:: Exercise aim ::
The records below must be transcribed exactly.
+++ Available data +++
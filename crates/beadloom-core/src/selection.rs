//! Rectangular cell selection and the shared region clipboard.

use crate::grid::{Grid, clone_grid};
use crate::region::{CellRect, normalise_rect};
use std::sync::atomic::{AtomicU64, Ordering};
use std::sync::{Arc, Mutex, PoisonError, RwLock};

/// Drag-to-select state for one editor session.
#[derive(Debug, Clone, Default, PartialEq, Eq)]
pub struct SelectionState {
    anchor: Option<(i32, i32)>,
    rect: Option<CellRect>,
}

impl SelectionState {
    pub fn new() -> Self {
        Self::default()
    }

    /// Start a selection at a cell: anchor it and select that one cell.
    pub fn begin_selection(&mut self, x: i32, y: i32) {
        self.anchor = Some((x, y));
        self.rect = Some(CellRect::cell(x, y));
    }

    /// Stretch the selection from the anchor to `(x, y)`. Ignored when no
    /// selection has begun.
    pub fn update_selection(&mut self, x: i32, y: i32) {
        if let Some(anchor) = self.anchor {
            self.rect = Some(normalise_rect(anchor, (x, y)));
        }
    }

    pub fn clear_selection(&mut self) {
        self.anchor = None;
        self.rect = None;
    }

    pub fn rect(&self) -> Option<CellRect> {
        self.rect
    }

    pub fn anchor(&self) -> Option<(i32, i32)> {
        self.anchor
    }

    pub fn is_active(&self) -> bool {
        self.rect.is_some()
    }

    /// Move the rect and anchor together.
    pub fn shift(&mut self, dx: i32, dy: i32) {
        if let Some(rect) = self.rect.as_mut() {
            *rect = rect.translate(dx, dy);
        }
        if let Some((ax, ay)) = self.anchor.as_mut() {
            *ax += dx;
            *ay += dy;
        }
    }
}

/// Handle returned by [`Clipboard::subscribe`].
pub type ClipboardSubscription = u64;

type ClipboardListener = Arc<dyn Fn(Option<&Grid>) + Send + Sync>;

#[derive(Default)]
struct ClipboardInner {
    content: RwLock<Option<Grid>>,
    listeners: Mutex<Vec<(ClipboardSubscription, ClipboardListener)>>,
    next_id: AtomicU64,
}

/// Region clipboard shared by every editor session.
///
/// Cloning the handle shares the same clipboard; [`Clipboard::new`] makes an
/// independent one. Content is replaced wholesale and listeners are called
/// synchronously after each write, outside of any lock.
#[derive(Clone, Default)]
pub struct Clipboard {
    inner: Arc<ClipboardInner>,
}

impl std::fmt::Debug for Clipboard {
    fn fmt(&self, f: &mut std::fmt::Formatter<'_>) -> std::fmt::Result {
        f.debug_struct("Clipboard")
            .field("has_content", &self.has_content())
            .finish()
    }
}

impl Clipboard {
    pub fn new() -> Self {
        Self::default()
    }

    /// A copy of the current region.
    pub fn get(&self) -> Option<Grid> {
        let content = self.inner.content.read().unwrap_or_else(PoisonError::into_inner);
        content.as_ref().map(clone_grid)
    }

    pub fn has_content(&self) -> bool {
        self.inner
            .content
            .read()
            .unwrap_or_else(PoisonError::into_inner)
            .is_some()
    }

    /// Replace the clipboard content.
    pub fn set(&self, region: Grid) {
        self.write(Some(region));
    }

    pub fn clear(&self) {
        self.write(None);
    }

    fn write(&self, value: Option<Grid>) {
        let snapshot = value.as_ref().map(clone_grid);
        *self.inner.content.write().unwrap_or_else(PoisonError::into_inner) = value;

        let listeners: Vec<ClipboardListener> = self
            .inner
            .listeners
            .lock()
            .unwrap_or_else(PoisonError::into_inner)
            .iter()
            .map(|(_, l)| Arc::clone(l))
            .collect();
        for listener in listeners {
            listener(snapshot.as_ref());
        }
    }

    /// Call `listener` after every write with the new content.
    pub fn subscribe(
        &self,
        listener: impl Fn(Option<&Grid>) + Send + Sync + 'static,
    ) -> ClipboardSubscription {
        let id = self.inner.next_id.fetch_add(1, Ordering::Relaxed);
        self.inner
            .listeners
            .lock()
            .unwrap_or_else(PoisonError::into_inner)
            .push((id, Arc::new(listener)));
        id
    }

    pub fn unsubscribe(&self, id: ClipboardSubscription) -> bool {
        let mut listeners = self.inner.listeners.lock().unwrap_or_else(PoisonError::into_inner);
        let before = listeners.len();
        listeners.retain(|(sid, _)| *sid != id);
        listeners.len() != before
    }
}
+++
:: The completed task ::
filename crates/beadloom-core/src/selection.rs
//! Rectangular cell selection and the shared region clipboard.

use crate::grid::{Grid, clone_grid};
use crate::region::{CellRect, normalise_rect};
use std::sync::atomic::{AtomicU64, Ordering};
use std::sync::{Arc, Mutex, PoisonError, RwLock};

/// Drag-to-select state for one editor session.
#[derive(Debug, Clone, Default, PartialEq, Eq)]
pub struct SelectionState {
    anchor: Option<(i32, i32)>,
    rect: Option<CellRect>,
}

impl SelectionState {
    pub fn new() -> Self {
        Self::default()
    }

    /// Start a selection at a cell: anchor it and select that one cell.
    pub fn begin_selection(&mut self, x: i32, y: i32) {
        self.anchor = Some((x, y));
        self.rect = Some(CellRect::cell(x, y));
    }

    /// Stretch the selection from the anchor to `(x, y)`. Ignored when no
    /// selection has begun.
    pub fn update_selection(&mut self, x: i32, y: i32) {
        if let Some(anchor) = self.anchor {
            self.rect = Some(normalise_rect(anchor, (x, y)));
        }
    }

    pub fn clear_selection(&mut self) {
        self.anchor = None;
        self.rect = None;
    }

    pub fn rect(&self) -> Option<CellRect> {
        self.rect
    }

    pub fn anchor(&self) -> Option<(i32, i32)> {
        self.anchor
    }

    pub fn is_active(&self) -> bool {
        self.rect.is_some()
    }

    /// Move the rect and anchor together.
    pub fn shift(&mut self, dx: i32, dy: i32) {
        if let Some(rect) = self.rect.as_mut() {
            *rect = rect.translate(dx, dy);
        }
        if let Some((ax, ay)) = self.anchor.as_mut() {
            *ax += dx;
            *ay += dy;
        }
    }
}

/// Handle returned by [`Clipboard::subscribe`].
pub type ClipboardSubscription = u64;

type ClipboardListener = Arc<dyn Fn(Option<&Grid>) + Send + Sync>;

#[derive(Default)]
struct ClipboardInner {
    content: RwLock<Option<Grid>>,
    listeners: Mutex<Vec<(ClipboardSubscription, ClipboardListener)>>,
    next_id: AtomicU64,
}

/// Region clipboard shared by every editor session.
///
/// Cloning the handle shares the same clipboard; [`Clipboard::new`] makes an
/// independent one. Content is replaced wholesale and listeners are called
/// synchronously after each write, outside of any lock.
#[derive(Clone, Default)]
pub struct Clipboard {
    inner: Arc<ClipboardInner>,
}

impl std::fmt::Debug for Clipboard {
    fn fmt(&self, f: &mut std::fmt::Formatter<'_>) -> std::fmt::Result {
        f.debug_struct("Clipboard")
            .field("has_content", &self.has_content())
            .finish()
    }
}

impl Clipboard {
    pub fn new() -> Self {
        Self::default()
    }

    /// A copy of the current region.
    pub fn get(&self) -> Option<Grid> {
        let content = self.inner.content.read().unwrap_or_else(PoisonError::into_inner);
        content.as_ref().map(clone_grid)
    }

    pub fn has_content(&self) -> bool {
        self.inner
            .content
            .read()
            .unwrap_or_else(PoisonError::into_inner)
            .is_some()
    }

    /// Replace the clipboard content.
    pub fn set(&self, region: Grid) {
        self.write(Some(region));
    }

    pub fn clear(&self) {
        self.write(None);
    }

    fn write(&self, value: Option<Grid>) {
        let snapshot = value.as_ref().map(clone_grid);
        *self.inner.content.write().unwrap_or_else(PoisonError::into_inner) = value;

        let listeners: Vec<ClipboardListener> = self
            .inner
            .listeners
            .lock()
            .unwrap_or_else(PoisonError::into_inner)
            .iter()
            .map(|(_, l)| Arc::clone(l))
            .collect();
        for listener in listeners {
            listener(snapshot.as_ref());
        }
    }

    /// Call `listener` after every write with the new content.
    pub fn subscribe(
        &self,
        listener: impl Fn(Option<&Grid>) + Send + Sync + 'static,
    ) -> ClipboardSubscription {
        let id = self.inner.next_id.fetch_add(1, Ordering::Relaxed);
        self.inner
            .listeners
            .lock()
            .unwrap_or_else(PoisonError::into_inner)
            .push((id, Arc::new(listener)));
        id
    }

    pub fn unsubscribe(&self, id: ClipboardSubscription) -> bool {
        let mut listeners = self.inner.listeners.lock().unwrap_or_else(PoisonError::into_inner);
        let before = listeners.len();
        listeners.retain(|(sid, _)| *sid != id);
        listeners.len() != before
    }
}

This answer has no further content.